This is what a large part of the general public at least in this country will be thinking about this week. Some of those, especially those who are most committed to the ending of poverty and injustice, will be people who speak the same language as us; they will be people of faith, often Christian faith. And we have to ask what if anything they will hear from us that is good news for them and for the poor for whom they burn with Christ-like indignation. Are we talking to them at all? What have we to say?

The chances are that they will hear a little of what we say – like a set of noises off, a bit of background buzz. Here is a group of Christians talking to each other, they will think, arguing over matters that seem quite a long way from the plight of a child soldier in Northern Uganda or a mother with HIV/AIDS in Lesotho or a sweatshop worker or fisherman in South Asia. Some will react with contempt – what a parade of foolish anger and bigotry or self-importance, what a fuss over the ‘rights’ of the prosperous; some with indifference; some with real sorrow that we are not speaking to them and the world they know.

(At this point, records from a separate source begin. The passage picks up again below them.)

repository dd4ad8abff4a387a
use clap::Parser;
use momentum::cli::commands::Cli;
use momentum::cli::handlers;

fn main() {
    let cli = Cli::parse();
    if let Err(e) = handlers::dispatch(cli) {
        eprintln!("error: {}", e);
        std::process::exit(1);
    }
}
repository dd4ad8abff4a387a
use std::io::Write;
use std::process::{Command, Stdio};

use serde::Serialize;

use super::{CapabilityError, FirstStepSuggestion, StepSuggester, TaskIngestor};
use crate::io::snapshot::from_str_unbounded;
use crate::model::config::AiConfig;
use crate::model::task::RawTask;

/// Runs user-configured programs (through `sh -c`) as the external capabilities.
///
/// Ingestion receives `{"text": ...}` on stdin and must print a JSON array of
/// `{title, subtasks?}`. Suggestion receives `{"task": ...}` and must print
/// `{"firstStep": ...}`.
#[derive(Debug, Clone, Default)]
pub struct CommandCapability {
    pub ingest_command: Option<String>,
    pub suggest_command: Option<String>,
}

#[derive(Serialize)]
struct IngestRequest<'a> {
    text: &'a str,
}

#[derive(Serialize)]
struct SuggestRequest<'a> {
    task: &'a str,
}

impl CommandCapability {
    pub fn from_config(config: &AiConfig) -> Self {
        CommandCapability {
            ingest_command: config.ingest_command.clone(),
            suggest_command: config.suggest_command.clone(),
        }
    }
}

impl TaskIngestor for CommandCapability {
    fn ingest(&self, text: &str) -> Result<Vec<RawTask>, CapabilityError> {
        let command = self
            .ingest_command
            .as_deref()
            .ok_or(CapabilityError::NotConfigured("ingest"))?;
        let stdout = run(command, &serde_json::to_string(&IngestRequest { text })?)?;
        Ok(from_str_unbounded(&stdout)?)
    }
}

impl StepSuggester for CommandCapability {
    fn suggest_first_step(&self, title: &str) -> Result<FirstStepSuggestion, CapabilityError> {
        let command = self
            .suggest_command
            .as_deref()
            .ok_or(CapabilityError::NotConfigured("suggest"))?;
        let stdout = run(command, &serde_json::to_string(&SuggestRequest { task: title })?)?;
        Ok(from_str_unbounded(&stdout)?)
    }
}

/// Run `command` with `request` on stdin and return its stdout.
fn run(command: &str, request: &str) -> Result<String, CapabilityError> {
    tracing::debug!(command, "running external capability");
    let spawn_err = |e: std::io::Error| CapabilityError::Spawn {
        command: command.to_string(),
        source: e,
    };

    let mut child = Command::new("sh")
        .arg("-c")
        .arg(command)
        .stdin(Stdio::piped())
        .stdout(Stdio::piped())
        .stderr(Stdio::piped())
        .spawn()
        .map_err(spawn_err)?;

    if let Some(mut stdin) = child.stdin.take() {
        // A command that ignores its input may close stdin early
        if let Err(e) = stdin.write_all(request.as_bytes())
            && e.kind() != std::io::ErrorKind::BrokenPipe
        {
            return Err(spawn_err(e));
        }
    }

    let output = child.wait_with_output().map_err(spawn_err)?;
    if !output.status.success() {
        return Err(CapabilityError::Failed {
            command: command.to_string(),
            status: output.status.to_string(),
            stderr: String::from_utf8_lossy(&output.stderr).trim().to_string(),
        });
    }
    Ok(String::from_utf8_lossy(&output.stdout).into_owned())
}
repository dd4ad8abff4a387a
//! Versioned encoding of the task tree for the blob store.
//!
//! Current layout: `{"version": 1, "tasks": [Task, ...]}`. A bare array of
//! tasks (the layout before versioning) is still accepted when decoding.

use serde::de::DeserializeOwned;
use serde::{Deserialize, Serialize};

use crate::io::blob_store::StorageError;
use crate::model::task::TaskList;

pub const SNAPSHOT_VERSION: u32 = 1;

#[derive(Serialize)]
struct Snapshot<'a> {
    version: u32,
    tasks: &'a TaskList,
}

#[derive(Deserialize)]
struct Header {
    #[serde(default)]
    version: Option<u64>,
}

#[derive(Deserialize)]
struct Body {
    #[serde(default)]
    tasks: TaskList,
}

pub fn encode(tasks: &TaskList) -> Result<String, StorageError> {
    Ok(serde_json::to_string(&Snapshot {
        version: SNAPSHOT_VERSION,
        tasks,
    })?)
}

pub fn decode(blob: &str) -> Result<TaskList, StorageError> {
    if blob.trim_start().starts_with('[') {
        return Ok(from_str_unbounded(blob)?);
    }

    let found = from_str_unbounded::<Header>(blob)?.version.unwrap_or(0);
    if found == 0 || found > u64::from(SNAPSHOT_VERSION) {
        return Err(StorageError::UnsupportedVersion {
            found,
            supported: SNAPSHOT_VERSION,
        });
    }
    Ok(from_str_unbounded::<Body>(blob)?.tasks)
}

/// Parse JSON nested to any depth. Task trees have no depth limit, so
/// serde_json's recursion limit is lifted and the stack grows on demand.
pub fn from_str_unbounded<T: DeserializeOwned>(json: &str) -> Result<T, serde_json::Error> {
    let mut de = serde_json::Deserializer::from_str(json);
    de.disable_recursion_limit();
    let value = T::deserialize(serde_stacker::Deserializer::new(&mut de))?;
    de.end()?;
    Ok(value)
}
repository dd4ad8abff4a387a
pub mod task;
pub mod config;

pub use task::*;
pub use config::*;
//! External capabilities: turning text into tasks, and suggesting a first step.
//!
//! The coordinator only sees the two traits. `CommandCapability` drives an
//! external program; the canned implementations work offline.

pub mod canned;
pub mod command;

use serde::{Deserialize, Serialize};

use crate::model::task::RawTask;

pub use canned::{CannedIngestor, CannedSuggester};
pub use command::CommandCapability;

#[derive(Debug, thiserror::Error)]
pub enum CapabilityError {
    #[error("no {0} command configured")]
    NotConfigured(&'static str),
    #[error("could not run `{command}`: {source}")]
    Spawn {
        command: String,
        source: std::io::Error,
    },
    #[error("`{command}` failed ({status}): {stderr}")]
    Failed {
        command: String,
        status: String,
        stderr: String,
    },
    #[error("unexpected response: {0}")]
    Malformed(#[from] serde_json::Error),
    #[error("{0}")]
    Other(String),
}

/// Response of the suggestion capability
#[derive(Debug, Clone, PartialEq, Eq, Serialize, Deserialize)]
#[serde(rename_all = "camelCase")]
pub struct FirstStepSuggestion {
    pub first_step: String,
}

/// Break natural-language text into a nested task description.
pub trait TaskIngestor {
    fn ingest(&self, text: &str) -> Result<Vec<RawTask>, CapabilityError>;
}

/// Suggest a small first action for a task title.
pub trait StepSuggester {
    fn suggest_first_step(&self, title: &str) -> Result<FirstStepSuggestion, CapabilityError>;
}

impl<F> TaskIngestor for F
where
    F: Fn(&str) -> Result<Vec<RawTask>, CapabilityError>,
{
    fn ingest(&self, text: &str) -> Result<Vec<RawTask>, CapabilityError> {
        self(text)
    }
}

impl<F> StepSuggester for F
where
    F: Fn(&str) -> Result<FirstStepSuggestion, CapabilityError>,
{
    fn suggest_first_step(&self, title: &str) -> Result<FirstStepSuggestion, CapabilityError> {
        self(title)
    }
}
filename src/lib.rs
pub mod ai;
pub mod cli;
pub mod io;
pub mod logging;
pub mod model;
pub mod ops;
pub mod store;
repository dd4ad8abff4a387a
use super::{CapabilityError, FirstStepSuggestion, StepSuggester, TaskIngestor};
use crate::model::task::RawTask;

/// Returns the same task list whatever the input. Useful offline and as a demo.
#[derive(Debug, Clone)]
pub struct CannedIngestor {
    pub tasks: Vec<RawTask>,
}

impl Default for CannedIngestor {
    fn default() -> Self {
        CannedIngestor {
            tasks: vec![
                RawTask::leaf("Find a venue"),
                RawTask::leaf("Send invites"),
                RawTask::leaf("Get a cake"),
                RawTask::leaf("Plan activities"),
            ],
        }
    }
}

impl TaskIngestor for CannedIngestor {
    fn ingest(&self, _text: &str) -> Result<Vec<RawTask>, CapabilityError> {
        Ok(self.tasks.clone())
    }
}

/// Suggests `"<prefix> <title>"` for every task.
#[derive(Debug, Clone)]
pub struct CannedSuggester {
    pub prefix: String,
}

impl Default for CannedSuggester {
    fn default() -> Self {
        CannedSuggester {
            prefix: "Spend five minutes on:".to_string(),
        }
    }
}

impl StepSuggester for CannedSuggester {
    fn suggest_first_step(&self, title: &str) -> Result<FirstStepSuggestion, CapabilityError> {
        Ok(FirstStepSuggestion {
            first_step: format!("{} {}", self.prefix, title),
        })
    }
}
// Copyright 2023-Present Datadog, Inc. https://www.datadoghq.com/
// SPDX-License-Identifier: Apache-2.0

//! Helper functions for integration tests

use logs_shipper::{LogRecord, RawRecord, ShipperConfig};
use serde_json::json;
use std::path::Path;
use std::time::Duration;
use tempfile::TempDir;

/// Create a valid raw record carrying `message`
pub fn raw_record(message: &str) -> RawRecord {
    json!({
        "level": "info",
        "message": message,
        "timestamp": "2024-05-01T12:00:00.000Z",
    })
}

/// Configuration with timers long enough that only the size trigger and
/// `close()` cause sends, unless a test shortens them.
pub fn test_config(dir: &TempDir) -> ShipperConfig {
    ShipperConfig {
        api_url: "http://127.0.0.1:1/logs".to_string(),
        batch_size: 2,
        flush_interval: Duration::from_secs(60),
        retry_interval: Duration::from_secs(60),
        backoff_factor: Duration::from_millis(1),
        drain_timeout: Duration::from_secs(5),
        backup_file_path: dir.path().join("unsent-logs.json"),
        ..Default::default()
    }
}

#[allow(dead_code)]
pub fn read_backup(path: &Path) -> Vec<LogRecord> {
    let raw = std::fs::read_to_string(path).expect("Failed to read backup file");
    serde_json::from_str(&raw).expect("Backup file is not a JSON array of records")
}

/// Poll `condition` until it holds, failing the test after five seconds
#[allow(dead_code)]
pub async fn wait_until(mut condition: impl FnMut() -> bool) {
    tokio::time::timeout(Duration::from_secs(5), async {
        while !condition() {
            tokio::time::sleep(Duration::from_millis(5)).await;
        }
    })
    .await
    .expect("Condition not met within 5 seconds");
}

And for at least some of those – indeed, for many, I suspect – it is not that they are wanting us to abandon talking about our faith so as to talk about the world’s crisis. They are wanting us to talk about Jesus and what Jesus has to say to this crisis. They know the economics and the politics, even the ethics; they don’t need us for that. But they do want to hear a word from the one we call our saviour. Are we speaking to them about him?

II

I shall come back to what we might be saying about Jesus in a moment. Because some may object that I am trying to distract the meeting from addressing the immediate issue that needs resolution in our church, the questions around the limits of our diversity, the location of our authority and the rightness of certain developments in attitudes to sex. Let me say that I have no intention of making any distracting manoeuvre; I want only to point out where and when we are meeting and thus the way in which what we say may well be heard. I point this out also so that we can ourselves remember the background to our debates on these matters – since they are not just about morality and biblical authority but about perceptions of how power is used in church and world, how agendas are set. The political and economic world in which the prosperous set the agenda is the same world that is at work in the Church, so many feel, a world where discussions are held and priorities agreed and decisions taken in ways that exclude those who don’t have the language or the leverage. North-South inequality is a real issue in this context, however hard it is for the ‘North’ to hear this.

But since some may challenge whether all this is about taking our eyes off the immediate problem, I shall say a few words about our present crisis – hoping that these reflections will in fact lead us back to the fundamental question of what we are saying and to whom. The debate over sexuality is a story that can be told more than one way. One story is this. The churches of the ‘North’ are tired and confused, losing evangelistic energy. For a variety of reasons, they have been trying to reclaim their credibility by accepting and seeking to domesticate the moral values of their culture, even though this is a culture that is practically defined by the rejection of the living God. A history of over-intellectual approaches to the Bible and the communication of the faith has led to a disregard of the Bible’s call to transformation. The revolt against the plain meaning of Scripture’s condemnation of same-sex activity is a symptom of this general malaise.

Another story is this. The churches of the North have been made aware of how much their life and work has been sustained in the past by insensitive and oppressive social patterns, with the Bible being used to justify great evils. Whether they like it or not, they inhabit a world where authority is regarded with much suspicion; it has to earn respect. In recent decades there has been a huge change in the general understanding of sexual activity. Can the gospel be heard in such a world if it seems to cling to ways of understanding sexuality that have no correspondence to what the most apparently responsible people in our culture believe? It is not enough, some have said, to stick to the words of the Bible; we have to go deeper and ask about the logic and direction of the Bible as a whole. And when we do that, we may find that it is not so impossible to reach a position that can be taken seriously in contemporary culture.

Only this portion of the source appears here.